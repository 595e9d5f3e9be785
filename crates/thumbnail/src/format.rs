use image::ImageFormat;

/// Map a lower- or mixed-case file extension (no leading dot) onto one of the
/// four raster formats previews can be generated from.
#[must_use]
pub fn source_format(extension: &str) -> Option<ImageFormat> {
    match extension.to_lowercase().as_str() {
        "jpg" | "jpeg" => Some(ImageFormat::Jpeg),
        "png" => Some(ImageFormat::Png),
        "webp" => Some(ImageFormat::WebP),
        "gif" => Some(ImageFormat::Gif),
        _ => None,
    }
}

#[cfg(test)]
mod tests {
    use super::*;
    use rstest::rstest;

    #[rstest]
    #[case("jpg", Some(ImageFormat::Jpeg))]
    #[case("JPEG", Some(ImageFormat::Jpeg))]
    #[case("png", Some(ImageFormat::Png))]
    #[case("webp", Some(ImageFormat::WebP))]
    #[case("gif", Some(ImageFormat::Gif))]
    // Listed as pages inside archives, but not decodable here.
    #[case("bmp", None)]
    #[case("avif", None)]
    #[case("", None)]
    fn test_source_format(#[case] extension: &str, #[case] expected: Option<ImageFormat>) {
        assert_eq!(source_format(extension), expected);
    }
}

_ _ _ _

EXERCISE DESCRIPTION =>
The answer should be the exact lines running from the line containing "fn test_source_format(#[case] extension: &str, #[case]" to the last line of the entries, with nothing else.

TASK RESPONSE =>
    fn test_source_format(#[case] extension: &str, #[case] expected: Option<ImageFormat>) {
        assert_eq!(source_format(extension), expected);
    }
}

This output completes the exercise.